▶ _Task directions_
Only lines holding the word "once" are needed; copy each of them from the material.
-*-*-
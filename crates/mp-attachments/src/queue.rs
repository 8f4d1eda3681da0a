//! Sequential upload queue
//!
//! One worker task per queue drains an unbounded channel of batches and
//! sends files to the attachment API strictly one at a time, in submission
//! order. A file's task is created right before its request and settles
//! only from that request's response, so one failed file never affects its
//! siblings.

use std::collections::HashMap;
use std::sync::Arc;
use std::time::Duration;

use mp_core::config::AppConfig;
use mp_core::ValidationErrors;
use parking_lot::Mutex;
use serde::Serialize;
use tokio::sync::{mpsc, oneshot};
use tokio_util::sync::CancellationToken;
use tracing::{debug, info, instrument, warn};

use crate::api::AttachmentApi;
use crate::classify::classify;
use crate::error::{UploadError, UploadResult};
use crate::list::AttachmentListView;
use crate::model::{Attachment, CreateAttachmentRequest, UploadFile};
use crate::station::StationConfig;
use crate::task::{TaskBoard, TaskId, TaskStatus, UploadTask};
use crate::validate::check_file;

#[derive(Debug, Clone, PartialEq, Eq)]
pub struct QueueConfig {
    /// How long a completed task stays on the board
    pub completed_retention: Duration,
}

impl Default for QueueConfig {
    fn default() -> Self {
        Self {
            completed_retention: Duration::from_millis(
                mp_core::config::DEFAULT_COMPLETED_RETENTION_MS,
            ),
        }
    }
}

impl QueueConfig {
    pub fn from_config(config: &AppConfig) -> Self {
        Self {
            completed_retention: config.completed_retention(),
        }
    }
}

#[derive(Debug, Clone, Serialize)]
pub struct FailedUpload {
    pub task_id: TaskId,
    pub file_name: String,
    pub error: String,
}

/// What happened to each file of one batch
#[derive(Debug, Clone, Default, Serialize)]
pub struct BatchReport {
    pub completed: Vec<Attachment>,
    pub failed: Vec<FailedUpload>,
    /// Files never sent because the queue shut down first
    pub skipped: Vec<String>,
}

impl BatchReport {
    pub fn is_success(&self) -> bool {
        self.failed.is_empty() && self.skipped.is_empty()
    }
}

/// Resolves once every file of a batch has settled. Dropping it does not
/// affect the uploads.
#[derive(Debug)]
pub struct BatchHandle {
    rx: oneshot::Receiver<BatchReport>,
}

impl BatchHandle {
    pub async fn wait(self) -> UploadResult<BatchReport> {
        self.rx.await.map_err(|_| UploadError::QueueClosed)
    }
}

/// A validated file with everything needed to send it again
#[derive(Debug, Clone)]
struct QueuedFile {
    file: UploadFile,
    identifier: String,
    station: Arc<StationConfig>,
}

struct Batch {
    files: Vec<QueuedFile>,
    reply: oneshot::Sender<BatchReport>,
}

struct Shared {
    board: TaskBoard,
    failed: Mutex<HashMap<TaskId, QueuedFile>>,
}

#[derive(Clone)]
pub struct UploadQueue {
    shared: Arc<Shared>,
    tx: mpsc::UnboundedSender<Batch>,
    cancel: CancellationToken,
}

impl UploadQueue {
    /// Start the worker for `list`'s work order. Must be called from within
    /// a tokio runtime.
    pub fn spawn(
        api: Arc<dyn AttachmentApi>,
        list: Arc<AttachmentListView>,
        config: QueueConfig,
    ) -> Self {
        let shared = Arc::new(Shared {
            board: TaskBoard::new(),
            failed: Mutex::new(HashMap::new()),
        });
        let (tx, rx) = mpsc::unbounded_channel();
        let cancel = CancellationToken::new();

        let worker = Worker {
            api,
            list,
            shared: shared.clone(),
            config,
            cancel: cancel.clone(),
        };
        tokio::spawn(worker.run(rx));

        Self { shared, tx, cancel }
    }

    pub fn board(&self) -> &TaskBoard {
        &self.shared.board
    }

    /// Queue validated files under `identifier`. Files that fail the
    /// station policy, or a blank identifier, refuse the whole batch before
    /// anything is queued.
    pub fn enqueue(
        &self,
        files: Vec<UploadFile>,
        identifier: &str,
        station: Arc<StationConfig>,
    ) -> UploadResult<BatchHandle> {
        let identifier = identifier.trim();
        if identifier.is_empty() {
            return Err(UploadError::MissingIdentifier);
        }

        let mut errors = ValidationErrors::new();
        for file in &files {
            if let Err(reason) = check_file(file, &station) {
                errors.add(file.name(), reason.to_string());
            }
        }
        if !errors.is_empty() {
            return Err(UploadError::Invalid(errors));
        }

        let files = files
            .into_iter()
            .map(|file| QueuedFile {
                file,
                identifier: identifier.to_string(),
                station: station.clone(),
            })
            .collect();
        self.submit(files)
    }

    /// Send a failed file again under a new task.
    pub fn retry(&self, task_id: TaskId) -> UploadResult<BatchHandle> {
        let queued = self
            .shared
            .failed
            .lock()
            .remove(&task_id)
            .ok_or(UploadError::NotRetryable(task_id))?;

        match self.submit(vec![queued.clone()]) {
            Ok(handle) => {
                self.shared.board.remove_if(task_id, TaskStatus::Error);
                debug!(task_id = %task_id, file = %queued.file.name(), "Retry queued");
                Ok(handle)
            }
            Err(e) => {
                self.shared.failed.lock().insert(task_id, queued);
                Err(e)
            }
        }
    }

    /// Remove a failed task from the board.
    pub fn dismiss(&self, task_id: TaskId) -> UploadResult<UploadTask> {
        self.shared.failed.lock().remove(&task_id);
        self.shared
            .board
            .remove_if(task_id, TaskStatus::Error)
            .ok_or(UploadError::NotRetryable(task_id))
    }

    /// Stop the worker once the current file has settled. Queued files that
    /// were not started are reported as skipped.
    pub fn shutdown(&self) {
        self.cancel.cancel();
    }

    pub fn is_closed(&self) -> bool {
        self.cancel.is_cancelled() || self.tx.is_closed()
    }

    fn submit(&self, files: Vec<QueuedFile>) -> UploadResult<BatchHandle> {
        if self.is_closed() {
            return Err(UploadError::QueueClosed);
        }
        let (reply, rx) = oneshot::channel();
        let count = files.len();
        self.tx
            .send(Batch { files, reply })
            .map_err(|_| UploadError::QueueClosed)?;
        debug!(files = count, "Batch queued");
        Ok(BatchHandle { rx })
    }
}

struct Worker {
    api: Arc<dyn AttachmentApi>,
    list: Arc<AttachmentListView>,
    shared: Arc<Shared>,
    config: QueueConfig,
    cancel: CancellationToken,
}

impl Worker {
    async fn run(self, mut rx: mpsc::UnboundedReceiver<Batch>) {
        loop {
            let batch = tokio::select! {
                biased;
                _ = self.cancel.cancelled() => break,
                batch = rx.recv() => match batch {
                    Some(batch) => batch,
                    None => break,
                },
            };

            let report = self.process(batch.files).await;
            let _ = batch.reply.send(report);
        }

        rx.close();
        while let Some(batch) = rx.recv().await {
            let report = BatchReport {
                skipped: batch
                    .files
                    .iter()
                    .map(|q| q.file.name().to_string())
                    .collect(),
                ..Default::default()
            };
            let _ = batch.reply.send(report);
        }
        debug!(work_order_id = %self.list.work_order_id(), "Upload worker stopped");
    }

    async fn process(&self, files: Vec<QueuedFile>) -> BatchReport {
        let mut report = BatchReport::default();
        let mut files = files.into_iter();

        while let Some(queued) = files.next() {
            if self.cancel.is_cancelled() {
                report.skipped.push(queued.file.name().to_string());
                report
                    .skipped
                    .extend(files.by_ref().map(|q| q.file.name().to_string()));
                break;
            }

            let file_name = queued.file.name().to_string();
            let task_id = self.shared.board.start(&file_name);
            match self.upload(task_id, &queued).await {
                Ok(attachment) => report.completed.push(attachment),
                Err(error) => {
                    self.shared.failed.lock().insert(task_id, queued);
                    report.failed.push(FailedUpload {
                        task_id,
                        file_name,
                        error,
                    });
                }
            }
        }

        report
    }

    #[instrument(skip(self, queued), fields(file = %queued.file.name()))]
    async fn upload(&self, task_id: TaskId, queued: &QueuedFile) -> Result<Attachment, String> {
        let kind = queued.station.resolve_kind(classify(queued.file.name()));
        let request = CreateAttachmentRequest {
            file: queued.file.clone(),
            category: queued.station.category.clone(),
            kind,
            cam_number: queued.identifier.clone(),
        };

        match self
            .api
            .create_attachment(self.list.work_order_id(), request)
            .await
        {
            Ok(attachment) => {
                info!(
                    task_id = %task_id,
                    filename = %attachment.filename,
                    kind = %attachment.kind,
                    "Attachment uploaded"
                );
                self.shared.board.complete(task_id);
                self.schedule_removal(task_id);

                if let Err(e) = self.list.refresh_and_notify().await {
                    warn!(task_id = %task_id, error = %e, "Failed to refresh attachments after upload");
                }
                Ok(attachment)
            }
            Err(e) => {
                let message = e.user_message();
                warn!(task_id = %task_id, error = %message, "Attachment upload failed");
                self.shared.board.fail(task_id, message.clone());
                Err(message)
            }
        }
    }

    fn schedule_removal(&self, task_id: TaskId) {
        let shared = self.shared.clone();
        let delay = self.config.completed_retention;
        tokio::spawn(async move {
            tokio::time::sleep(delay).await;
            shared.board.remove_if(task_id, TaskStatus::Completed);
        });
    }
}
-*-*-
▶ _Solution for this problem_
/// Resolves once every file of a batch has settled. Dropping it does not
    /// Stop the worker once the current file has settled. Queued files that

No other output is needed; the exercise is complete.